Published on 12:00 AM, November 25, 2018

Climate change could cost US 'hundreds of billions' a year: study

Vehicles are stuck on a road after being trapped by a mudslide on a highway in California after torrential rains swamped the area and forced drivers and passengers to flee on foot. AFP/file

Climate change is already hurting the global economy and will cost the US hundreds of billions of dollars annually by century's end unless drastic action is taken to cut carbon emissions, a major US government report warned on Friday.

"With continued growth in emissions at historic rates, annual losses in some economic sectors are projected to reach hundreds of billions of dollars by the end of the century -- more than the current gross domestic product (GDP) of many US states," the latest edition of the National Climate Assessment said.

"Without substantial and sustained global mitigation and regional adaptation efforts, climate change is expected to cause growing losses to American infrastructure and property and impede the rate of economic growth over this century," it added.

The effects will spill over into global trade, affecting import and export prices and US businesses with overseas operations and supply chains, it added.

Some of these impacts are already being felt in the United States, the report said, and recent extreme weather and climate-related events can now be attributed "with increasingly higher confidence to human-caused warming."

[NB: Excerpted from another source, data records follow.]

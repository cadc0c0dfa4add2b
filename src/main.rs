use std::fs::File;
use std::io::{self, Write};
use std::sync::Arc;

use clap::Parser;
use simplelog::{ConfigBuilder, LevelFilter, WriteLogger};

use sneaker_bot::Model;
use sneaker_bot::core::config::{self, CliOverrides};
use sneaker_bot::core::session::Session;
use sneaker_bot::core::state::App;
use sneaker_bot::inference::OpenRouterProvider;
use sneaker_bot::pipeline::{CURSOR_GLYPH, PipelineSettings, ResponsePipeline, RevealSink, TurnOutcome};
use sneaker_bot::tui;

#[derive(Parser)]
#[command(name = "sneaker-bot", about = "AI sneaker release tracker for the terminal")]
struct Args {
    /// Model to ask
    #[arg(short, long, value_enum)]
    model: Option<Model>,

    /// Response creativity, 0.0 to 1.0
    #[arg(short, long)]
    temperature: Option<f32>,

    /// Attempts per question when the response can't be read, 1 to 5
    #[arg(long)]
    max_retries: Option<u8>,

    /// Refuse questions that aren't about sneakers
    #[arg(long)]
    topic_filter: bool,

    /// Ask one question, print the answer and exit
    #[arg(short, long)]
    prompt: Option<String>,
}

/// Prints each reveal frame's new words to stdout.
#[derive(Default)]
struct StdoutSink {
    printed: usize,
}

impl RevealSink for StdoutSink {
    fn show(&mut self, frame: &str) {
        let frame = frame.trim_end_matches(CURSOR_GLYPH);
        if let Some(new) = frame.get(self.printed..) {
            print!("{new}");
            let _ = io::stdout().flush();
            self.printed = frame.len();
        }
    }

    fn error(&mut self, message: &str) {
        eprintln!("{message}");
    }
}

async fn run_headless(pipeline: ResponsePipeline, session: &mut Session, prompt: &str) {
    let mut sink = StdoutSink::default();
    let outcome = pipeline.run_turn(session, prompt, &mut sink).await;
    if sink.printed > 0 {
        println!();
    }
    match outcome {
        TurnOutcome::Completed(reply) => log::info!(
            "Headless turn done: attempts={}, failed={}",
            reply.attempts,
            reply.error.is_some()
        ),
        TurnOutcome::Refused => log::info!("Headless prompt refused"),
        TurnOutcome::Abandoned(e) => log::warn!("Headless turn abandoned: {}", e),
    }
}

#[tokio::main]
async fn main() -> io::Result<()> {
    let args = Args::parse();
    dotenv::dotenv().ok();

    // Initialize file logger - writes to sneaker-bot.log in current directory
    let log_config = ConfigBuilder::new().set_time_format_rfc3339().build();

    if let Ok(log_file) = File::create("sneaker-bot.log") {
        let _ = WriteLogger::init(LevelFilter::Debug, log_config, log_file);
    }

    let file_config = config::load_config().map_err(|e| io::Error::other(e.to_string()))?;
    let cli = CliOverrides {
        model: args.model,
        temperature: args.temperature,
        max_retries: args.max_retries,
        topic_filter: args.topic_filter,
    };
    let resolved = config::resolve(&file_config, &cli);

    log::info!(
        "Sneaker Bot starting up: model={}, temperature={}, max_retries={}, topic_filter={}, credential_set={}",
        resolved.model.id(),
        resolved.temperature,
        resolved.max_retries,
        resolved.topic_filter,
        !resolved.credential.is_missing()
    );

    let provider = OpenRouterProvider::new(Some(resolved.base_url.clone()), resolved.request_timeout)
        .map_err(|e| io::Error::other(e.to_string()))?;
    let pipeline = ResponsePipeline::new(Arc::new(provider), PipelineSettings::from(&resolved));

    if let Some(prompt) = args.prompt {
        let mut session = Session::new(resolved.request_config());
        run_headless(pipeline, &mut session, &prompt).await;
        return Ok(());
    }

    tui::run(App::from_config(&resolved), pipeline)
}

Compiled by more than 300 scientists, the Fourth National Climate Assessment Volume II is a congressionally mandated report that spans more than 1,000 pages.

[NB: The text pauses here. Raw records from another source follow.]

#[cfg(test)]
mod tests {
    use super::*;
    use crate::inference::{ProviderError, Role};
    use crate::test_support::{RecordingSink, ScriptedProvider, test_session};

    fn today() -> NaiveDate {
        NaiveDate::from_ymd_opt(2024, 6, 1).unwrap()
    }

    fn pipeline(provider: Arc<ScriptedProvider>, topic_filter: bool) -> ResponsePipeline {
        ResponsePipeline::new(
            provider,
            PipelineSettings {
                retry: RetryPolicy {
                    max_attempts: 2,
                    backoff: Duration::from_millis(1),
                    attempt_timeout: Duration::from_secs(5),
                },
                reveal_pace: Duration::ZERO,
                topic_filter,
            },
        )
    }

    #[test]
    fn test_missing_credential_leaves_history_untouched() {
        let mut session = Session::default();
        let start = begin_turn(&mut session, "any drops?", false, today());

        assert_eq!(start, TurnStart::Abandoned(TurnError::MissingCredential));
        assert_eq!(session.conversation().len(), 1);
    }

    #[test]
    fn test_missing_credential_wins_over_topic_filter() {
        let mut session = Session::default();
        let start = begin_turn(&mut session, "weather?", true, today());
        assert_eq!(start, TurnStart::Abandoned(TurnError::MissingCredential));
    }

    #[test]
    fn test_off_topic_prompt_is_refused_with_two_messages() {
        let mut session = test_session();
        let start = begin_turn(&mut session, "what's the weather", true, today());

        assert_eq!(start, TurnStart::Refused);
        assert_eq!(session.conversation().len(), 3);
        assert_eq!(session.conversation().last().unwrap().content, OFF_TOPIC_REFUSAL);
    }

    #[test]
    fn test_dispatch_includes_new_user_message() {
        let mut session = test_session();
        session.config.set_max_retries(4);
        let TurnStart::Dispatch(turn) = begin_turn(&mut session, "Dunk restock?", true, today())
        else {
            panic!("expected dispatch");
        };

        assert_eq!(turn.max_attempts, 4);
        let last = turn.request.messages.last().unwrap();
        assert_eq!(last.role, Role::User);
        assert_eq!(last.content, "Dunk restock?");
        assert!(turn.request.system_prompt.ends_with("June 01, 2024"));
    }

    #[test]
    fn test_placeholders_and_messages() {
        assert_eq!(TurnError::MissingCredential.placeholder(), None);
        assert_eq!(
            TurnError::TransportFailure("x".into()).placeholder(),
            Some(TRANSPORT_PLACEHOLDER)
        );
        assert_eq!(
            TurnError::TransportFailure("refused".into()).user_message(),
            "🌐 Network Error: refused"
        );
        assert_eq!(
            TurnError::MalformedResponse("x".into()).user_message(),
            MALFORMED_NOTICE
        );
        assert_eq!(
            TurnError::UnclassifiedFailure("boom".into()).user_message(),
            "❌ Error: boom"
        );
    }

    #[tokio::test]
    async fn test_run_turn_records_formatted_reply() {
        let provider = Arc::new(ScriptedProvider::new(vec![Ok(
            "- Release Name: Air Max\n- Date: June 1, 2024".into(),
        )]));
        let pipeline = pipeline(provider.clone(), false);
        let mut session = test_session();
        let mut sink = RecordingSink::default();

        let outcome = pipeline
            .run_turn_on(&mut session, "Air Max drops?", today(), &mut sink)
            .await;

        let expected = "🔥 Release Name: Air Max\n📅 Date: June 1, 2024";
        assert!(matches!(&outcome, TurnOutcome::Completed(r) if r.content == expected));
        assert_eq!(session.conversation().len(), 3);
        assert_eq!(session.conversation().last().unwrap().content, expected);
        assert_eq!(sink.frames.last().unwrap(), "🔥 Release Name: Air Max 📅 Date: June 1, 2024 ");
        assert_eq!(provider.calls(), 1);
    }

    #[tokio::test]
    async fn test_run_turn_without_credential_makes_no_calls() {
        let provider = Arc::new(ScriptedProvider::new(vec![Ok("unused".into())]));
        let pipeline = pipeline(provider.clone(), false);
        let mut session = Session::default();
        let mut sink = RecordingSink::default();

        let outcome = pipeline
            .run_turn_on(&mut session, "hi", today(), &mut sink)
            .await;

        assert_eq!(outcome, TurnOutcome::Abandoned(TurnError::MissingCredential));
        assert_eq!(provider.calls(), 0);
        assert_eq!(session.conversation().len(), 1);
        assert_eq!(sink.errors, vec![API_KEY_REQUIRED.to_string()]);
    }

    #[tokio::test]
    async fn test_run_turn_refusal_makes_no_calls() {
        let provider = Arc::new(ScriptedProvider::new(vec![]));
        let pipeline = pipeline(provider.clone(), true);
        let mut session = test_session();
        let mut sink = RecordingSink::default();

        let outcome = pipeline
            .run_turn_on(&mut session, "tell me a joke", today(), &mut sink)
            .await;

        assert_eq!(outcome, TurnOutcome::Refused);
        assert_eq!(provider.calls(), 0);
        assert_eq!(session.conversation().len(), 3);
    }

    #[tokio::test]
    async fn test_exhausted_retries_record_placeholder() {
        let provider = Arc::new(ScriptedProvider::new(vec![
            Err(ProviderError::Parse("bad".into())),
            Err(ProviderError::Parse("bad".into())),
        ]));
        let pipeline = pipeline(provider.clone(), false);
        let mut session = test_session();
        let mut sink = RecordingSink::default();

        let outcome = pipeline
            .run_turn_on(&mut session, "Jordan 1 dates", today(), &mut sink)
            .await;

        let TurnOutcome::Completed(reply) = outcome else {
            panic!("expected completed turn");
        };
        assert_eq!(reply.attempts, 2);
        assert_eq!(reply.content, MALFORMED_PLACEHOLDER);
        assert_eq!(session.conversation().last().unwrap().content, MALFORMED_PLACEHOLDER);
        assert_eq!(sink.errors, vec![MALFORMED_NOTICE.to_string()]);
        assert!(sink.frames.is_empty());
    }

    #[tokio::test]
    async fn test_transport_failure_records_placeholder_once() {
        let provider = Arc::new(ScriptedProvider::new(vec![Err(ProviderError::Api {
            status: 503,
            message: "overloaded".into(),
        })]));
        let pipeline = pipeline(provider.clone(), false);
        let mut session = test_session();
        let mut sink = RecordingSink::default();

        pipeline
            .run_turn_on(&mut session, "Yeezy restock", today(), &mut sink)
            .await;

        assert_eq!(provider.calls(), 1);
        assert_eq!(session.conversation().len(), 3);
        assert_eq!(
            session.conversation().last().unwrap().content,
            TRANSPORT_PLACEHOLDER
        );
        assert!(sink.errors[0].starts_with("🌐 Network Error:"));
    }

    #[tokio::test]
    async fn test_every_completed_turn_adds_two_messages() {
        let provider = Arc::new(ScriptedProvider::new(vec![
            Ok("one".into()),
            Err(ProviderError::Network("reset".into())),
            Err(ProviderError::Config("bad header".into())),
            Ok("four".into()),
        ]));
        let pipeline = pipeline(provider, false);
        let mut session = test_session();
        let mut sink = RecordingSink::default();

        for (i, prompt) in ["a", "b", "c", "d"].iter().enumerate() {
            let before = session.conversation().len();
            pipeline.run_turn_on(&mut session, prompt, today(), &mut sink).await;
            assert_eq!(session.conversation().len(), before + 2, "turn {i}");
        }
    }

    #[test]
    fn test_settings_from_resolved_config() {
        let resolved = crate::core::config::resolve(
            &crate::core::config::BotConfig::default(),
            &crate::core::config::CliOverrides {
                topic_filter: true,
                ..Default::default()
            },
        );
        let settings = PipelineSettings::from(&resolved);
        assert_eq!(settings.retry.max_attempts, 2);
        assert_eq!(settings.retry.backoff, Duration::from_millis(500));
        assert_eq!(settings.reveal_pace, Duration::from_millis(30));
        assert!(settings.topic_filter);
    }
}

US President Donald Trump dismissed last year's report, and just this week appeared to confuse weather with climate when he tweeted: "Brutal and Extended Cold Blast could shatter ALL RECORDS - Whatever happened to Global Warming?"

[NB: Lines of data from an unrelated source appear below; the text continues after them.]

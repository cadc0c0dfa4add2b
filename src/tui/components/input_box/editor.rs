//! Single-line text editing for the InputBox.
//!
//! `LineEditor` owns the buffer and a byte-offset cursor. Column math uses
//! display width so emoji and CJK text keep the cursor where it belongs.

use unicode_width::{UnicodeWidthChar, UnicodeWidthStr};

/// Find the byte offset of the previous character boundary before `pos` in `text`.
pub(super) fn prev_char_boundary(text: &str, pos: usize) -> usize {
    text[..pos]
        .char_indices()
        .next_back()
        .map(|(i, _)| i)
        .unwrap_or(0)
}

/// Find the byte offset of the next character boundary after `pos` in `text`.
pub(super) fn next_char_boundary(text: &str, pos: usize) -> usize {
    text[pos..]
        .char_indices()
        .nth(1)
        .map(|(i, _)| pos + i)
        .unwrap_or(text.len())
}

/// The field is single-line, so any line break is stored as a space.
fn flatten_line_break(c: char) -> char {
    if c == '\n' || c == '\r' { ' ' } else { c }
}

#[derive(Debug, Default)]
pub(super) struct LineEditor {
    buffer: String,
    /// Byte offset in buffer (0..=buffer.len())
    pos: usize,
}

impl LineEditor {
    pub fn text(&self) -> &str {
        &self.buffer
    }

    pub fn is_blank(&self) -> bool {
        self.buffer.trim().is_empty()
    }

    pub fn char_count(&self) -> usize {
        self.buffer.chars().count()
    }

    /// Inserts text at the cursor. Line breaks become spaces.
    pub fn insert_str(&mut self, text: &str) {
        let cleaned: String = text.chars().map(flatten_line_break).collect();
        self.buffer.insert_str(self.pos, &cleaned);
        self.pos += cleaned.len();
    }

    pub fn insert_char(&mut self, c: char) {
        let c = flatten_line_break(c);
        self.buffer.insert(self.pos, c);
        self.pos += c.len_utf8();
    }

    pub fn backspace(&mut self) -> bool {
        if self.pos == 0 {
            return false;
        }
        let prev = prev_char_boundary(&self.buffer, self.pos);
        self.buffer.drain(prev..self.pos);
        self.pos = prev;
        true
    }

    pub fn delete(&mut self) -> bool {
        if self.pos >= self.buffer.len() {
            return false;
        }
        let next = next_char_boundary(&self.buffer, self.pos);
        self.buffer.drain(self.pos..next);
        true
    }

    pub fn move_left(&mut self) -> bool {
        if self.pos == 0 {
            return false;
        }
        self.pos = prev_char_boundary(&self.buffer, self.pos);
        true
    }

    pub fn move_right(&mut self) -> bool {
        if self.pos >= self.buffer.len() {
            return false;
        }
        self.pos = next_char_boundary(&self.buffer, self.pos);
        true
    }

    pub fn move_home(&mut self) -> bool {
        std::mem::replace(&mut self.pos, 0) != 0
    }

    pub fn move_end(&mut self) -> bool {
        let end = self.buffer.len();
        std::mem::replace(&mut self.pos, end) != end
    }

    /// Empties the buffer and returns its previous contents.
    pub fn take(&mut self) -> String {
        self.pos = 0;
        std::mem::take(&mut self.buffer)
    }

    /// Display columns before the cursor.
    pub fn cursor_column(&self, masked: bool) -> u16 {
        let before = &self.buffer[..self.pos];
        let width = if masked {
            before.chars().count()
        } else {
            before.width()
        };
        u16::try_from(width).unwrap_or(u16::MAX)
    }
}

/// Returns the tail of `text` that fits in `width` columns and how many
/// columns were dropped from the front.
pub(super) fn visible_tail(text: &str, width: u16, cursor_column: u16) -> (String, u16) {
    let width = usize::from(width);
    if width == 0 {
        return (String::new(), 0);
    }
    let cursor_column = usize::from(cursor_column);
    // Keep the cursor cell on screen
    let skip = (cursor_column + 1).saturating_sub(width);

    let mut dropped = 0usize;
    let mut shown = String::new();
    let mut used = 0usize;
    for c in text.chars() {
        let w = c.width().unwrap_or(0);
        if dropped < skip {
            dropped += w;
            continue;
        }
        if used + w > width {
            break;
        }
        shown.push(c);
        used += w;
    }
    (shown, u16::try_from(dropped).unwrap_or(u16::MAX))
}
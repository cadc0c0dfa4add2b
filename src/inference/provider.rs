use std::fmt;

use async_trait::async_trait;

use super::types::{Credential, Message};

/// Errors a provider can report for a single completion attempt.
/// The retry controller decides what each variant means for the turn.
#[derive(Debug)]
pub enum ProviderError {
    /// Request could not be constructed (bad base URL, invalid header value).
    Config(String),
    /// Transport-level failure (DNS, connection refused, reset, body read).
    Network(String),
    /// The request did not finish within the attempt timeout.
    Timeout,
    /// API answered with a non-2xx status.
    Api { status: u16, message: String },
    /// Body arrived but the completion text could not be located in it.
    Parse(String),
}

impl fmt::Display for ProviderError {
    fn fmt(&self, f: &mut fmt::Formatter<'_>) -> fmt::Result {
        match self {
            ProviderError::Config(msg) => write!(f, "config error: {msg}"),
            ProviderError::Network(msg) => write!(f, "network error: {msg}"),
            ProviderError::Timeout => write!(f, "request timed out"),
            ProviderError::Api { status, message } => {
                write!(f, "API error (HTTP {status}): {message}")
            }
            ProviderError::Parse(msg) => write!(f, "parse error: {msg}"),
        }
    }
}

impl std::error::Error for ProviderError {}

/// Everything a provider needs to fulfill one completion.
///
/// Owned so the same payload can be resent unchanged on every retry and moved
/// into a background task.
#[derive(Debug, Clone, PartialEq)]
pub struct CompletionRequest {
    pub model: String,
    pub system_prompt: String,
    /// Conversation history, oldest first, ending with the new user turn.
    pub messages: Vec<Message>,
    pub temperature: f32,
    pub credential: Credential,
}

#[async_trait]
pub trait CompletionProvider: Send + Sync {
    /// Returns the name of the provider.
    fn name(&self) -> &str;

    /// Performs one completion call and returns the raw completion text.
    async fn complete(&self, request: &CompletionRequest) -> Result<String, ProviderError>;
}
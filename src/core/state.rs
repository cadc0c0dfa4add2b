//! # Application State
//!
//! Core business state for the bot. No TUI-specific types here;
//! presentation state lives in the `tui` module.
//!
//! ```text
//! App
//! ├── session: Session            // conversation + request settings
//! ├── topic_filter: bool          // refuse non-sneaker prompts
//! ├── status_message: String      // status bar text
//! ├── is_loading: bool            // a turn is in flight
//! ├── error: Option<String>       // error banner text
//! └── reveal: Option<String>      // in-progress reply frame
//! ```
//!
//! State changes only happen through `update(state, action)` in action.rs.

use crate::core::config::ResolvedConfig;
use crate::core::session::Session;

pub struct App {
    pub session: Session,
    pub topic_filter: bool,
    pub status_message: String,
    pub is_loading: bool,
    pub error: Option<String>,
    /// Latest reveal frame while a turn is in flight.
    pub reveal: Option<String>,
}

impl App {
    pub fn new(session: Session, topic_filter: bool) -> Self {
        Self {
            session,
            topic_filter,
            status_message: String::from("Welcome to Sneaker Bot!"),
            is_loading: false,
            error: None,
            reveal: None,
        }
    }

    pub fn from_config(config: &ResolvedConfig) -> Self {
        Self::new(Session::new(config.request_config()), config.topic_filter)
    }
}
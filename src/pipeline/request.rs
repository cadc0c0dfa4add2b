//! # Request Builder
//!
//! Turns the session's conversation and settings into one owned
//! [`CompletionRequest`]. Pure: no I/O, never fails.

use chrono::NaiveDate;

use crate::core::config::RequestConfig;
use crate::inference::{CompletionRequest, Conversation};

/// Persona and output rules sent as the system message of every request.
/// The current date is appended as rule 5.
const SYSTEM_RULES: &str = "You are a professional sneaker release analyst. Follow these rules:
1. Use emojis to make responses engaging
2. Format lists with bullet points (•)
3. Include dates as: Month Day, Year
4. Structure information clearly:
• 🔥 Release Name: [Name]
• 📅 Date: [Date]
• 🏪 Stores: [Where to buy]
• 💰 Resell: [Price]
5. Current date: ";

/// Renders a date the way the persona is asked to, e.g. `June 01, 2024`.
pub fn format_release_date(date: NaiveDate) -> String {
    date.format("%B %d, %Y").to_string()
}

pub fn system_prompt(today: NaiveDate) -> String {
    format!("{SYSTEM_RULES}{}", format_release_date(today))
}

/// Builds the payload for the turn whose user message was just appended.
pub fn build_request(
    conversation: &Conversation,
    config: &RequestConfig,
    today: NaiveDate,
) -> CompletionRequest {
    CompletionRequest {
        model: config.model.id().to_string(),
        system_prompt: system_prompt(today),
        messages: conversation.messages().to_vec(),
        temperature: config.temperature(),
        credential: config.credential().clone(),
    }
}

Trump also yanked the United States out of the landmark 2015 Paris climate accord, signed by more than 190 nations to limit carbon emissions.

David Easterling, director of the technical support unit at the National Oceanic and Atmospheric Administration's National Centers for Environmental Information, said there had been "no external interference" in the report.

Scientists found "clear and compelling evidence that global average temperature is much higher and is rising more rapidly than anything modern civilization has experienced," he told reporters.

"And this warming trend can only be explained by human activities, especially emissions of greenhouse gases into the atmosphere."

Reporters questioned the timing of this year's release, which came on the Friday after Thanksgiving, a national holiday when many people are traveling and shopping.